BBVA vuelve a tirar del Ibex: cinco claves explican su rally

BBVA

El banco se consolida como uno de los valores estrella del índice gracias a beneficios récord, recompras, dividendo y una banca todavía favorecida por tipos altos.

BBVA cotiza ya en el entorno de los 20,95 euros, en plena zona de máximos recientes, y se ha convertido de nuevo en uno de los grandes motores del Ibex 35. El valor combina tres ingredientes que el mercado premia con rapidez: beneficio creciente, remuneración al accionista y exposición internacional. La banca española vive un ciclo excepcional, pero BBVA destaca por algo más: su capacidad para convertir ingresos recurrentes en rentabilidad visible. La pregunta no es solo por qué sube. La cuestión relevante es si el mercado aún está comprando futuro o empieza a pagar demasiado por el presente.

Beneficio récord

El primer gran impulso está en la cuenta de resultados. BBVA ganó 2.989 millones de euros en el primer trimestre de 2026, un 10,8% más que un año antes. No es una mejora menor: implica que el banco roza los 3.000 millones trimestrales en un entorno en el que muchos inversores esperaban cierta normalización de márgenes.
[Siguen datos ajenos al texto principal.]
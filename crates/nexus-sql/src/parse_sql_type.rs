//! Resolves spec §9's open question: canonicalizing a dialect-reported SQL
//! type string into a [`CanonicalType`] so the diff engine never compares
//! dialect type strings textually.
//!
//! Each dialect reports type names differently for the same semantic type
//! (`character varying(255)` vs `VARCHAR(255)` vs bare `TEXT`), and
//! introspection strings don't always match what `type_mapping` would have
//! produced verbatim (Postgres reports `integer`, not `SERIAL`, even for a
//! serial column -- the auto-increment-ness is carried in `default_expr`
//! instead, see `ColumnInfo`). This module normalizes both directions
//! through the same parser so a field's semantic type and an introspected
//! column's reported type compare on equal footing.

use nexus_connector::{CanonicalType, Dialect};
use regex::Regex;
use std::sync::OnceLock;

fn sized_re() -> &'static Regex {
    static RE: OnceLock<Regex> = OnceLock::new();
    RE.get_or_init(|| Regex::new(r"^([a-zA-Z_ ]+)\s*(?:\(([0-9]+)(?:\s*,\s*([0-9]+))?\))?$").unwrap())
}

/// Parses a dialect-reported (or dialect-produced) SQL type string into a
/// [`CanonicalType`], using `dialect` to disambiguate strings that mean
/// different things in different dialects (e.g. `TEXT` is a storage class
/// in SQLite but a distinct unbounded type in Postgres/MySQL -- both map to
/// [`CanonicalType::Text`] here, since neither carries a size).
pub fn parse_sql_type(dialect: Dialect, raw: &str) -> CanonicalType {
    let trimmed = raw.trim();
    let Some(caps) = sized_re().captures(trimmed) else {
        return CanonicalType::Other(trimmed.to_ascii_uppercase());
    };
    let base = caps
        .get(1)
        .map(|m| m.as_str().trim().to_ascii_uppercase())
        .unwrap_or_default();
    let size: Option<u32> = caps.get(2).and_then(|m| m.as_str().parse().ok());
    let scale: Option<u32> = caps.get(3).and_then(|m| m.as_str().parse().ok());

    match (dialect, base.as_str()) {
        (_, "INTEGER") | (_, "INT") | (_, "INT4") | (_, "SERIAL") => CanonicalType::Integer,
        (_, "BIGINT") | (_, "BIGSERIAL") | (_, "INT8") => CanonicalType::BigInteger,
        (_, "TINYINT") if size == Some(1) => CanonicalType::Boolean,
        (_, "BOOLEAN") | (_, "BOOL") => CanonicalType::Boolean,
        (_, "VARCHAR") | (_, "CHARACTER VARYING") | (_, "NVARCHAR") => CanonicalType::Varchar(size),
        (_, "CHAR") if dialect == Dialect::Mysql && size == Some(36) => CanonicalType::Uuid,
        (_, "TEXT") | (_, "CLOB") | (_, "LONGTEXT") | (_, "MEDIUMTEXT") | (_, "TINYTEXT") => {
            CanonicalType::Text
        }
        (_, "DOUBLE") | (_, "DOUBLE PRECISION") | (_, "FLOAT8") | (_, "REAL") if dialect != Dialect::Sqlite => {
            CanonicalType::Double
        }
        (Dialect::Sqlite, "REAL") => CanonicalType::Double,
        (_, "NUMERIC") | (_, "DECIMAL") => CanonicalType::Numeric(size, scale),
        (_, "TIMESTAMP") | (_, "TIMESTAMPTZ") | (_, "TIMESTAMP WITH TIME ZONE")
        | (_, "TIMESTAMP WITHOUT TIME ZONE") | (_, "DATETIME") => CanonicalType::Timestamp,
        (_, "DATE") => CanonicalType::Date,
        (_, "TIME") => CanonicalType::Time,
        (_, "JSON") | (_, "JSONB") => CanonicalType::Json,
        (_, "BYTEA") | (_, "BLOB") | (_, "LONGBLOB") | (_, "VARBINARY") => CanonicalType::Blob,
        (_, "UUID") => CanonicalType::Uuid,
        _ => CanonicalType::Other(base),
    }
}

#[cfg(test)]
mod tests {
    use super::*;

    #[test]
    fn postgres_character_varying_matches_varchar() {
        assert_eq!(
            parse_sql_type(Dialect::Postgres, "character varying(255)"),
            parse_sql_type(Dialect::Postgres, "VARCHAR(255)")
        );
    }

    #[test]
    fn sqlite_real_is_double() {
        assert_eq!(parse_sql_type(Dialect::Sqlite, "REAL"), CanonicalType::Double);
    }

    #[test]
    fn mysql_char36_is_uuid() {
        assert_eq!(parse_sql_type(Dialect::Mysql, "char(36)"), CanonicalType::Uuid);
    }

    #[test]
    fn unknown_type_is_opaque_other() {
        assert_eq!(
            parse_sql_type(Dialect::Postgres, "tsvector"),
            CanonicalType::Other("TSVECTOR".to_string())
        );
    }

    #[test]
    fn numeric_precision_and_scale_preserved() {
        assert_eq!(
            parse_sql_type(Dialect::Postgres, "numeric(10,2)"),
            CanonicalType::Numeric(Some(10), Some(2))
        );
    }
}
Lo más relevante es que el crecimiento no procede de una partida aislada. La entidad ha mostrado fortaleza en crédito, comisiones y margen financiero. Este hecho revela una estructura de ingresos todavía muy poderosa, especialmente cuando el ciclo de tipos sigue favoreciendo a la banca frente a otros sectores más endeudados.

El margen que manda

El dato que explica buena parte del entusiasmo bursátil es el margen de intereses. BBVA alcanzó 7.537 millones de euros, con un crecimiento superior al 20% interanual, impulsado por México, Turquía y América del Sur.

La lectura del mercado es clara: mientras los tipos no caigan con fuerza, la banca conserva una ventaja operativa. BBVA, además, no depende solo de España. Esa diversificación geográfica amortigua riesgos locales y permite capturar crecimiento en economías con mayor dinamismo crediticio. El contraste con entidades más concentradas en el negocio doméstico resulta evidente.

Recompras como gasolina bursátil

La segunda palanca es la remuneración al accionista. Tras el fracaso de la opa sobre Sabadell, BBVA ha reforzado el mensaje al mercado con un programa de recompra. El banco anunció un nuevo tramo de hasta 1.460 millones de euros, dentro de un plan total de 4.000 millones.

Para el inversor, esto tiene una lectura inmediata: menos acciones en circulación, mayor beneficio por acción y presión compradora adicional. De hecho, el BPA creció un 12,5%, por encima del beneficio neto, precisamente por el efecto de las recompras. Es una señal que el mercado suele premiar con rapidez.

Rentabilidad difícil de ignorar

BBVA también exhibe una rentabilidad que pocos sectores pueden igualar. El banco situó su ROE en el 20,7% y su ROTE en el 21,7%, niveles muy superiores a los que tradicionalmente exigía el mercado para considerar atractiva una entidad financiera europea.

El diagnóstico es inequívoco: el banco está generando capital a gran velocidad. Mientras esa rentabilidad se mantenga, el mercado tendrá incentivos para seguir defendiendo la cotización. Sin embargo, la exigencia también aumenta. Cuando un valor cotiza como estrella, cualquier decepción en márgenes, morosidad o guía futura puede castigarse con más dureza.

El Ibex también ayuda

El viento de mercado sopla a favor. El Ibex 35 ha superado los 19.000 puntos por primera vez en su historia, en una fase de apetito por riesgo y con la banca entre los sectores más beneficiados. BBVA no sube solo: sube dentro de un índice que vive su propio momento de euforia.

La consecuencia es clara. Cuando el dinero vuelve a Europa y busca valores líquidos, rentables y con dividendo, BBVA entra en casi todas las quinielas. Su tamaño, volumen de negociación y perfil internacional lo convierten en una puerta natural de entrada para fondos que quieren exposición a España sin asumir apuestas pequeñas.

Riesgos que el mercado vigila

El rally no está libre de amenazas. El coste de riesgo se situó en el 1,54%, una cifra controlada, pero suficiente para recordar que el crecimiento en mercados emergentes no es gratis. Además, la CNMC ha abierto expediente a los grandes bancos del Ibex por sus declaraciones públicas sobre hipotecas, un frente regulatorio que conviene no minimizar.

Lo más grave para la cotización sería un doble golpe: caída rápida de márgenes por tipos más bajos y aumento de provisiones por deterioro crediticio. De momento, el mercado no compra ese escenario. Compra rentabilidad, capital y caja. Y en esa fotografía, BBVA vuelve a parecer uno de los bancos más fuertes del parqué español.